Scientific Literature Review
Reviewed By: Matthew Rementer, DPM
Residency Program: Phoenixville Hospital
Podiatric Relevance: Achilles tendon ruptures are a very difficult pathologic process to treat. There is a long recovery period associated with this injury including historically a long non-weight-bearing time period. This article discusses the outcomes of functional weight-bearing rehabilitation of Achilles tendon ruptures in both surgical and non-surgical groups. They hypothesized that there would be no significant differences in rerupture rates and functional outcomes between both groups.

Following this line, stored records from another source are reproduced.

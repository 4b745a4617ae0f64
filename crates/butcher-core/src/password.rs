//! Argon2 password hashing shared by the API and the admin CLI.

use argon2::{
    password_hash::{PasswordHash, PasswordHasher, PasswordVerifier, SaltString},
    Argon2,
};
use thiserror::Error;

#[derive(Debug, Error)]
#[error("password hashing failed: {0}")]
pub struct PasswordHashError(String);

/// Hash `password` into a PHC string with a fresh random salt.
///
/// # Errors
///
/// Returns [`PasswordHashError`] if argon2 rejects the parameters.
pub fn hash_password(password: &str) -> Result<String, PasswordHashError> {
    let salt_bytes: [u8; 16] = rand::random();
    let salt =
        SaltString::encode_b64(&salt_bytes).map_err(|e| PasswordHashError(e.to_string()))?;
    Argon2::default()
        .hash_password(password.as_bytes(), &salt)
        .map(|hash| hash.to_string())
        .map_err(|e| PasswordHashError(e.to_string()))
}

/// `true` when `password` matches the stored PHC hash. A malformed hash never
/// matches.
#[must_use]
pub fn verify_password(password: &str, stored_hash: &str) -> bool {
    let Ok(parsed) = PasswordHash::new(stored_hash) else {
        tracing::warn!("stored password hash is not a valid PHC string");
        return false;
    };
    Argon2::default()
        .verify_password(password.as_bytes(), &parsed)
        .is_ok()
}
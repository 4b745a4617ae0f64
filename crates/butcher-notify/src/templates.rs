//! Customer-facing message bodies for order status changes.

use butcher_core::{Currency, OrderStatus};
use rust_decimal::Decimal;

/// The order facts every template interpolates.
#[derive(Debug, Clone)]
pub struct OrderSummary<'a> {
    pub order_id: i64,
    pub customer_name: &'a str,
    pub total_usd: Decimal,
    pub total_lbp: Decimal,
    pub delivery_applied: bool,
    pub rejection_reason: Option<&'a str>,
}

#[derive(Debug, Clone, PartialEq, Eq)]
pub struct EmailMessage {
    pub subject: String,
    pub html: String,
}

const NO_REASON: &str = "No reason provided by the admin.";

fn usd(amount: Decimal) -> String {
    format!("${} USD", amount.normalize())
}

fn lbp(amount: Decimal) -> String {
    Currency::Lbp.format_amount(amount)
}

fn totals_block(order: &OrderSummary<'_>, show_delivery: bool) -> String {
    let mut block = format!(
        "💰 *Total Amount:*\n• {}\n• {}",
        usd(order.total_usd),
        lbp(order.total_lbp)
    );
    if show_delivery && order.delivery_applied {
        block.push_str("\n• Delivery fee included");
    }
    block
}

/// WhatsApp text for an order entering `status`.
#[must_use]
pub fn whatsapp_status_message(status: OrderStatus, order: &OrderSummary<'_>) -> String {
    let name = order.customer_name;
    let id = order.order_id;

    match status {
        OrderStatus::Confirmed => format!(
            "🍖 *Order Confirmed!* 🍖\n\n\
             Hello {name}!\n\n\
             Your order #{id} has been confirmed and is being prepared.\n\n\
             {totals}\n\n\
             ⏰ We'll notify you when your order is ready for pickup.\n\n\
             Thank you for choosing our butcher shop! 🥩",
            totals = totals_block(order, true),
        ),
        OrderStatus::Ready => format!(
            "✅ *Order Ready for Pickup!* ✅\n\n\
             Hello {name}!\n\n\
             Your order #{id} is ready for pickup.\n\n\
             {totals}\n\n\
             📍 Please come to our shop to collect your order.\n\n\
             Thank you for your patience! 🥩",
            totals = totals_block(order, true),
        ),
        OrderStatus::OutForDelivery => format!(
            "🚚 *Out for Delivery!* 🚚\n\n\
             Hello {name}!\n\n\
             Your order #{id} is now out for delivery and on its way to you.\n\n\
             {totals}\n\n\
             📱 Our delivery person will contact you shortly.\n\n\
             Thank you for choosing our butcher shop! 🥩",
            totals = totals_block(order, false),
        ),
        OrderStatus::Completed => format!(
            "🎉 *Order Delivered!* 🎉\n\n\
             Hello {name}!\n\n\
             Your order #{id} has been successfully delivered.\n\n\
             {totals}\n\n\
             We hope you enjoy your fresh meat! Please rate our service.\n\n\
             Thank you for choosing our butcher shop! 🥩",
            totals = totals_block(order, false),
        ),
        OrderStatus::Rejected => format!(
            "❌ *Order Rejected!* ❌\n\n\
             Hello {name}!\n\n\
             Unfortunately, your order #{id} has been rejected.\n\n\
             Reason: {reason}\n\n\
             {totals}\n\n\
             We apologize for any inconvenience. Please contact us for more details.",
            reason = order.rejection_reason.unwrap_or(NO_REASON),
            totals = totals_block(order, true),
        ),
        OrderStatus::Pending => format!("Order #{id} status updated to: {status}"),
    }
}

/// Escape text for interpolation into HTML element content or attributes.
#[must_use]
pub fn escape_html(input: &str) -> String {
    let mut out = String::with_capacity(input.len());
    for ch in input.chars() {
        match ch {
            '&' => out.push_str("&amp;"),
            '<' => out.push_str("&lt;"),
            '>' => out.push_str("&gt;"),
            '"' => out.push_str("&quot;"),
            '\'' => out.push_str("&#39;"),
            other => out.push(other),
        }
    }
    out
}

#[must_use]
pub fn confirmation_email(order: &OrderSummary<'_>) -> EmailMessage {
    let html = format!(
        r#"<div style="font-family: Arial, sans-serif; max-width: 600px; margin: 0 auto;">
  <h2 style="color: #333;">Order Confirmed!</h2>
  <p>Dear {name},</p>
  <p>Your order has been confirmed and is being prepared.</p>
  <div style="background-color: #f5f5f5; padding: 20px; border-radius: 4px; margin: 20px 0;">
    <h3>Order Details:</h3>
    <p><strong>Order ID:</strong> {id}</p>
    <p><strong>Total Amount:</strong> {usd} / {lbp}</p>
    <p><strong>Status:</strong> {status}</p>
  </div>
  <p>We'll notify you when your order is ready for pickup.</p>
  <p>Thank you for choosing our butcher shop!</p>
</div>"#,
        name = escape_html(order.customer_name),
        id = order.order_id,
        usd = usd(order.total_usd),
        lbp = lbp(order.total_lbp),
        status = OrderStatus::Confirmed,
    );

    EmailMessage {
        subject: "Order Confirmation - Butcher Shop".to_owned(),
        html,
    }
}

#[must_use]
pub fn rejection_email(order: &OrderSummary<'_>) -> EmailMessage {
    let html = format!(
        r#"<div style="font-family: Arial, sans-serif; max-width: 600px; margin: 0 auto;">
  <h2 style="color: #dc2626;">Order Rejected!</h2>
  <p>Dear {name},</p>
  <p>Unfortunately, your order <strong>#{id}</strong> has been rejected.</p>
  <div style="background-color: #fef2f2; padding: 20px; border-radius: 4px; margin: 20px 0; border: 1px solid #fecaca;">
    <h3>Rejection Details:</h3>
    <p><strong>Order ID:</strong> {id}</p>
    <p><strong>Reason:</strong> {reason}</p>
    <p><strong>Total Amount:</strong> {usd} / {lbp}</p>
  </div>
  <p>We apologize for any inconvenience. Please contact us for more details.</p>
  <p>Thank you for your understanding.</p>
</div>"#,
        name = escape_html(order.customer_name),
        id = order.order_id,
        reason = escape_html(order.rejection_reason.unwrap_or(NO_REASON)),
        usd = usd(order.total_usd),
        lbp = lbp(order.total_lbp),
    );

    EmailMessage {
        subject: "Order Rejected - Butcher Shop".to_owned(),
        html,
    }
}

Methods: From May 2008 to December 2002, the authors treated 80 consecutive patients for acute Achilles tendon rupture in this prospective study. The patients were provided information about both non-operative and operative treatments including rerupture rates and wound complications and were allowed to choose their treatment. All patients were diagnosed based on history and clinical examination including Thompson test and tendon palpation for a gap. All patients were placed in a prefrabricated ankle orthosis, which allows for different ankle positions throughout treatment for postoperative rehabilitation and non-operative care. In surgical patients, a standard Kessler technique was used. Patients in both groups were permitted to bear full weight as pain allowed at 30° plantarflexion for 1-2 weeks followed by 15° plantarflexion for 1-2 weeks, plantigrade for 1-2 weeks and finally 10° dorsiflexion for 1-2 weeks. Protected active ROM was started when the patient reached 15° or less of plantarflexion. The VISA-A and ATRS questionnaires were used to evaluate functional outcomes and reruptures and complications were recorded from office notes.

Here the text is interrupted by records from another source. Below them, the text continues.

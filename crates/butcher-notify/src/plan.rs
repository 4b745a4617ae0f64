use butcher_core::OrderStatus;

#[derive(Debug, Clone, Copy, PartialEq, Eq)]
pub enum EmailKind {
    Confirmation,
    Rejection,
}

/// Which messages to send after an order enters a new status.
#[derive(Debug, Clone, Copy, PartialEq, Eq, Default)]
pub struct NotificationPlan {
    pub email: Option<EmailKind>,
    pub whatsapp: bool,
}

impl NotificationPlan {
    /// Decide the notifications for a move from `previous` to `next`.
    ///
    /// Nothing is sent when the status did not change. Confirmation email and
    /// WhatsApp are each sent once per order, tracked by the stored flags.
    #[must_use]
    pub fn for_transition(
        previous: OrderStatus,
        next: OrderStatus,
        email_sent: bool,
        whatsapp_sent: bool,
    ) -> Self {
        if previous == next {
            return Self::default();
        }
        match next {
            OrderStatus::Confirmed => Self {
                email: (!email_sent).then_some(EmailKind::Confirmation),
                whatsapp: !whatsapp_sent,
            },
            OrderStatus::Rejected => Self {
                email: Some(EmailKind::Rejection),
                whatsapp: true,
            },
            OrderStatus::Ready | OrderStatus::OutForDelivery | OrderStatus::Completed => Self {
                email: None,
                whatsapp: true,
            },
            OrderStatus::Pending => Self::default(),
        }
    }

    #[must_use]
    pub fn is_empty(&self) -> bool {
        self.email.is_none() && !self.whatsapp
    }
}
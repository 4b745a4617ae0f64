//! Customer notifications for order status changes: HTML email over SMTP and
//! WhatsApp messages through Twilio.

pub mod email;
pub mod error;
pub mod phone;
pub mod plan;
pub(crate) mod retry;
pub mod templates;
pub mod whatsapp;

use async_trait::async_trait;
use butcher_core::AppConfig;

pub use email::SmtpMailer;
pub use error::NotifyError;
pub use phone::format_lebanese_number;
pub use plan::{EmailKind, NotificationPlan};
pub use templates::{
    confirmation_email, rejection_email, whatsapp_status_message, EmailMessage, OrderSummary,
};
pub use whatsapp::{Delivery, WhatsAppClient};

/// Outbound channels the server drives after an order changes status.
#[async_trait]
pub trait Notifier: Send + Sync {
    /// # Errors
    ///
    /// Returns [`NotifyError`] if the message could not be delivered.
    async fn send_email(&self, to: &str, message: &EmailMessage) -> Result<(), NotifyError>;

    /// # Errors
    ///
    /// Returns [`NotifyError`] if the message could not be delivered.
    async fn send_whatsapp(&self, to: &str, body: &str) -> Result<Delivery, NotifyError>;
}

/// Production [`Notifier`]. Email is optional; WhatsApp falls back to
/// log-only mode when Twilio is not configured.
pub struct NotifyService {
    mailer: Option<SmtpMailer>,
    whatsapp: WhatsAppClient,
}

impl NotifyService {
    #[must_use]
    pub fn new(mailer: Option<SmtpMailer>, whatsapp: WhatsAppClient) -> Self {
        Self { mailer, whatsapp }
    }

    /// Builds both channels from application configuration.
    ///
    /// # Errors
    ///
    /// Returns [`NotifyError`] if the SMTP relay or HTTP client cannot be
    /// constructed.
    pub fn from_config(config: &AppConfig) -> Result<Self, NotifyError> {
        let mailer = config
            .smtp
            .as_ref()
            .map(|smtp| SmtpMailer::new(smtp, config.notify_timeout_secs))
            .transpose()?;
        if mailer.is_none() {
            tracing::warn!("SMTP not configured; order emails are disabled");
        }

        let whatsapp = WhatsAppClient::new(
            config.twilio.clone(),
            config.notify_timeout_secs,
            config.notify_max_retries,
        )?;
        if !whatsapp.is_configured() {
            tracing::warn!("Twilio not configured; WhatsApp messages will only be logged");
        }

        Ok(Self::new(mailer, whatsapp))
    }
}

#[async_trait]
impl Notifier for NotifyService {
    async fn send_email(&self, to: &str, message: &EmailMessage) -> Result<(), NotifyError> {
        match &self.mailer {
            Some(mailer) => mailer.send(to, message).await,
            None => Err(NotifyError::NotConfigured("email")),
        }
    }

    async fn send_whatsapp(&self, to: &str, body: &str) -> Result<Delivery, NotifyError> {
        self.whatsapp.send(to, body).await
    }
}
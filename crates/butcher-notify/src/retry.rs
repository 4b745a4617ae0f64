//! Retry with exponential back-off and jitter for outbound provider calls.
//!
//! [`retry_with_backoff`] wraps any fallible async operation and retries on
//! transient errors (network failures, 5xx, 429). Everything else is returned
//! immediately so a bad recipient number is not hammered.

use std::future::Future;
use std::time::Duration;

use crate::error::NotifyError;

/// Returns `true` for errors that are worth retrying after a back-off delay.
///
/// **Retriable:** timeouts, connection failures, HTTP 5xx and 429.
///
/// **Not retriable:** other provider rejections (bad number, auth), SMTP
/// failures (lettre's pool already reconnects), malformed addresses and
/// missing configuration.
pub(crate) fn is_retriable(err: &NotifyError) -> bool {
    match err {
        NotifyError::Http(e) => {
            e.is_timeout() || e.is_connect() || e.status().is_some_and(|s| s.is_server_error())
        }
        NotifyError::Api { status, .. } => *status >= 500 || *status == 429,
        NotifyError::Smtp(_) | NotifyError::Address(_) | NotifyError::NotConfigured(_) => false,
    }
}

/// Runs `operation` with up to `max_retries` additional attempts on transient errors.
///
/// Back-off doubles from `backoff_base_ms` with ±25 % jitter, capped at 60 s.
pub(crate) async fn retry_with_backoff<T, F, Fut>(
    max_retries: u32,
    backoff_base_ms: u64,
    mut operation: F,
) -> Result<T, NotifyError>
where
    F: FnMut() -> Fut,
    Fut: Future<Output = Result<T, NotifyError>>,
{
    const MAX_DELAY_MS: u64 = 60_000;
    let mut attempt = 0u32;
    loop {
        match operation().await {
            Ok(value) => return Ok(value),
            Err(err) => {
                if !is_retriable(&err) || attempt >= max_retries {
                    return Err(err);
                }
                attempt += 1;
                let computed = backoff_base_ms.saturating_mul(1u64 << (attempt - 1).min(10));
                let capped = computed.min(MAX_DELAY_MS);
                #[allow(
                    clippy::cast_possible_truncation,
                    clippy::cast_sign_loss,
                    clippy::cast_precision_loss
                )]
                let delay_ms = (capped as f64 * (rand::random::<f64>() * 0.5 + 0.75)) as u64;
                tracing::warn!(
                    attempt,
                    max_retries,
                    delay_ms,
                    error = %err,
                    "notification provider transient error, retrying after back-off"
                );
                tokio::time::sleep(Duration::from_millis(delay_ms)).await;
            }
        }
    }
}
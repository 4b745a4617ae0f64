//! Lebanese mobile numbers in the international form WhatsApp expects.

/// Normalize a Lebanese phone number to `+961XXXXXXXX`.
///
/// Non-digits are stripped first. Numbers already carrying the `961` country
/// code get a leading `+`; a local trunk `0` is replaced by `+961`; a bare
/// 8-digit local number is prefixed with `+961`. Anything else is returned
/// unchanged.
#[must_use]
pub fn format_lebanese_number(raw: &str) -> String {
    let digits: String = raw.chars().filter(char::is_ascii_digit).collect();

    if digits.starts_with("961") {
        format!("+{digits}")
    } else if let Some(local) = digits.strip_prefix('0') {
        format!("+961{local}")
    } else if digits.len() == 8 {
        format!("+961{digits}")
    } else {
        raw.to_owned()
    }
}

Results: Of the 80 patients, 51 chose non-operative treatment and 29 chose operative treatment. Patients in the non-operative group were a decade older than those in the operative group. The rerupture rate for the non-operative group was 4 percent (n=2) and 3 percent (n=1) for the operative group. The overall wound problems in the operative group was 10.3 percent (n=3) with one keloid scar and 2 wound infections treated by oral antibiotics. The overall questionnaire follow-up rate was 83 percent (n=66) with 14 patients lost to follow-up because they could not be contacted. Of the patients that participated in sports before the injury, 75 percent of the non-operative group returned to some level of sport while 86 percent of the operative group returned to some level of sport after treatment. All patients that were working before injury returned to work. The non-operative group scored a median of 84 points and 66 points on the ATRS and VISA-A respectively, while the operative group scored a median of 94 points and 91 points respectively.
Conclusions: The study was able to show that functional rehabilitation with early mobilization is a satisfactory approach for the management of Achilles tendon ruptures in terms of patient-reported function and rerupture rates. When looking at both groups, it is difficult to compare the two because the non-operative group was older by a decade and more sedentary before and after the surgery. Because of this, it is difficult to draw any conclusion about non-operative versus operative treatments from this study. This study does show a much lower rerupture rate in the non-operative group compared to previous studies. I believe that the strongest conclusion that you can take away from this study is that it is safe for patients to begin functional rehabilitation with early mobilization as soon as possible with Achilles tendon ruptures.